Island Roy of the rovers
As a way of promoting tourism, the idea of towns and cities twinning with other towns and cities has few equals. Cultural links are established and people begin to visit each other’s locales.
Friendships are made, businesses increase turnover, and everyone wins. Skibbereen recently twinned with Scituate near Boston. Galway is twinned with St Louis, Chicago, and Seattle.
Dozens of others. So towns and cities, fair enough — but an island and a planet?
The 90-acre Island Roy in Co Donegal did exactly that when it was chosen in 2010 to be paired with Mars.
The idea was instigated by US arts group the League of Imaginary Scientists as part of its Lovely Weather Art and Climate Change Public Art Project.
This group worked with Donegal County Council Public Art to run a project which involved locating a place in Donegal which would have a geographical feature on Mars named after it.
After the public sent in their suggestions, Island Roy was chosen as its name is derived from Red Island or Oileán Ruaidh, which finds a relative in the Red Planet.
When Nasa’s Mars exploration rover Opportunity duly picked up a rock sample on the 2,363rd Martian day of its mission on Mars it examined the rock’s texture and composition.
The nickel-iron meteorite was then informally named Oileán Ruaidh.
Island Roy is nestled in the southern reaches of Mulroy Bay near the village of Carrigart in the far north of the country.

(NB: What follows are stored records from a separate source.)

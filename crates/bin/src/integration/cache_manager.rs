//! Location and opening of the SQLite quote cache.

use ronda_data::cache::SqliteCache;
use ronda_data::error::DataError;
use std::path::{Path, PathBuf};

/// Get the default cache directory path.
///
/// Uses platform-specific cache directories:
/// - Linux: `~/.cache/ronda/`
/// - macOS: `~/Library/Caches/ronda/`
/// - Windows: `%LOCALAPPDATA%\ronda\`
pub(crate) fn default_cache_dir() -> PathBuf {
    dirs::cache_dir()
        .unwrap_or_else(|| PathBuf::from("."))
        .join("ronda")
}

/// Get the default cache database path.
pub(crate) fn default_cache_path() -> PathBuf {
    default_cache_dir().join("ronda.db")
}

/// The cache path to use: an explicit override or the default.
pub(crate) fn cache_path(custom: Option<&Path>) -> PathBuf {
    custom.map_or_else(default_cache_path, Path::to_path_buf)
}

/// Open the cache, creating the directory if needed.
pub(crate) fn open_cache(custom: Option<&Path>) -> Result<SqliteCache, DataError> {
    let path = cache_path(custom);

    if let Some(parent) = path.parent()
        && !parent.as_os_str().is_empty()
    {
        std::fs::create_dir_all(parent)?;
    }

    SqliteCache::new(&path)
}

#[cfg(test)]
mod tests {
    use super::*;

    #[test]
    fn test_default_cache_path() {
        let path = default_cache_path();
        assert!(path.ends_with("ronda/ronda.db"));
    }

    #[test]
    fn test_custom_cache_path() {
        let dir = std::env::temp_dir().join("ronda_cache_manager_test");
        let path = dir.join("nested").join("quotes.db");
        assert_eq!(cache_path(Some(&path)), path);

        let cache = open_cache(Some(&path)).unwrap();
        assert_eq!(cache.get_stats().unwrap().total_quotes, 0);
        assert!(path.exists());
        std::fs::remove_dir_all(&dir).ok();
    }
}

About 20km from Letterkenny.
This island is linked by a causeway to the mainland which takes you on the road to Letterkenny.
Where Island Roy differs from other islands that have causeways, such as Ringarogy in West Cork or Gorumna in Co Galway, is that, in very high tides, the low-lying causeway is submerged and its island status is restored. It can’t have been so intended.

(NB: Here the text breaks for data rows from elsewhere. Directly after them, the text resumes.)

//! Error types for backtesting.

use ronda_signals::SignalError;
use thiserror::Error;

/// Result type for backtest operations.
pub type Result<T> = std::result::Result<T, BacktestError>;

/// Errors raised while configuring or running a backtest.
#[derive(Debug, Error)]
pub enum BacktestError {
    /// Signal computation failed
    #[error("Signal error: {0}")]
    Signal(#[from] SignalError),

    /// Invalid configuration
    #[error("Invalid backtest configuration: {0}")]
    InvalidConfig(String),

    /// Inputs disagree in length or shape
    #[error("Dimension mismatch: expected {expected}, got {actual}")]
    DimensionMismatch {
        /// Expected size
        expected: String,
        /// Actual size
        actual: String,
    },

    /// No month can be traded
    #[error("No tradable months: {0}")]
    NoPeriods(String),
}
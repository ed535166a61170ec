//! Index universes.
//!
//! A universe answers which tickers belong to the index on a given date.
//! [`HistoricalUniverse`] uses point-in-time membership and is the
//! survivorship-free universe of the study. [`StaticUniverse`] applies one
//! fixed constituent list to every date; built from the final membership it
//! reproduces the survivorship-biased setup for comparison.

pub mod fixed;
pub mod historical;

pub use fixed::StaticUniverse;
pub use historical::HistoricalUniverse;

use chrono::NaiveDate;
use std::collections::BTreeSet;

/// Trait for stock universes.
pub trait Universe {
    /// Index members on `date`, sorted.
    fn members_on(&self, date: NaiveDate) -> BTreeSet<String>;

    /// Every ticker that is a member on some date.
    fn symbols(&self) -> BTreeSet<String>;

    /// Check if a symbol is a member on `date`.
    fn contains_on(&self, symbol: &str, date: NaiveDate) -> bool {
        self.members_on(date).contains(symbol)
    }

    /// Get the number of constituents on `date`.
    fn size_on(&self, date: NaiveDate) -> usize {
        self.members_on(date).len()
    }
}

/// Tickers that may be held in each month of `months`.
///
/// Holding month `t` uses the membership on the formation date
/// `months[t - 1]`; the first month has no formation date and is empty.
pub fn eligibility<U: Universe + ?Sized>(universe: &U, months: &[NaiveDate]) -> Vec<BTreeSet<String>> {
    std::iter::once(BTreeSet::new())
        .chain(months.windows(2).map(|w| universe.members_on(w[0])))
        .take(months.len())
        .collect()
}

It has a few satellite islands, namely Island Reagh, Inishfaugh, Ilaunanoon, and the intriguingly named Donald and Grainia’s Island, which can be accessed at low tide on hard sand.
The island’s population, all 12 of them, mainly live in a cluster of houses in the centre of the island and near a small lake called Moss Lough.

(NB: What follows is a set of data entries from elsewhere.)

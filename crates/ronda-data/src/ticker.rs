//! Ticker normalisation for the quote provider.

/// Normalise an index ticker to the symbol format Yahoo Finance expects.
///
/// Uppercases, strips whitespace, and turns a share-class dot (`BRK.B`) into a
/// dash (`BRK-B`). Only a dot followed by a trailing alphanumeric suffix is
/// rewritten.
pub fn normalize_ticker(raw: &str) -> String {
    let cleaned: String = raw
        .chars()
        .filter(|c| !c.is_whitespace())
        .collect::<String>()
        .to_uppercase();

    match cleaned.rsplit_once('.') {
        Some((base, suffix))
            if !base.is_empty()
                && !suffix.is_empty()
                && suffix.chars().all(|c| c.is_ascii_alphanumeric()) =>
        {
            format!("{base}-{suffix}")
        }
        _ => cleaned,
    }
}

Oileán Ruaidh derives its name either from the autumnal russets and ochres of its deciduous trees or its distinctive red rock, but not anybody famous called Roy.
However, it is indicative of how our landscape changes, as today it has just a few copses on the island which merit the description.
Nowadays it is predominantly farmland. One industry which operated for a while was the harvesting of seaweed, which was sent to a factory in Dungloe but that became uneconomic.
However, there is now a spa on the island which avails of this plentiful natural resource.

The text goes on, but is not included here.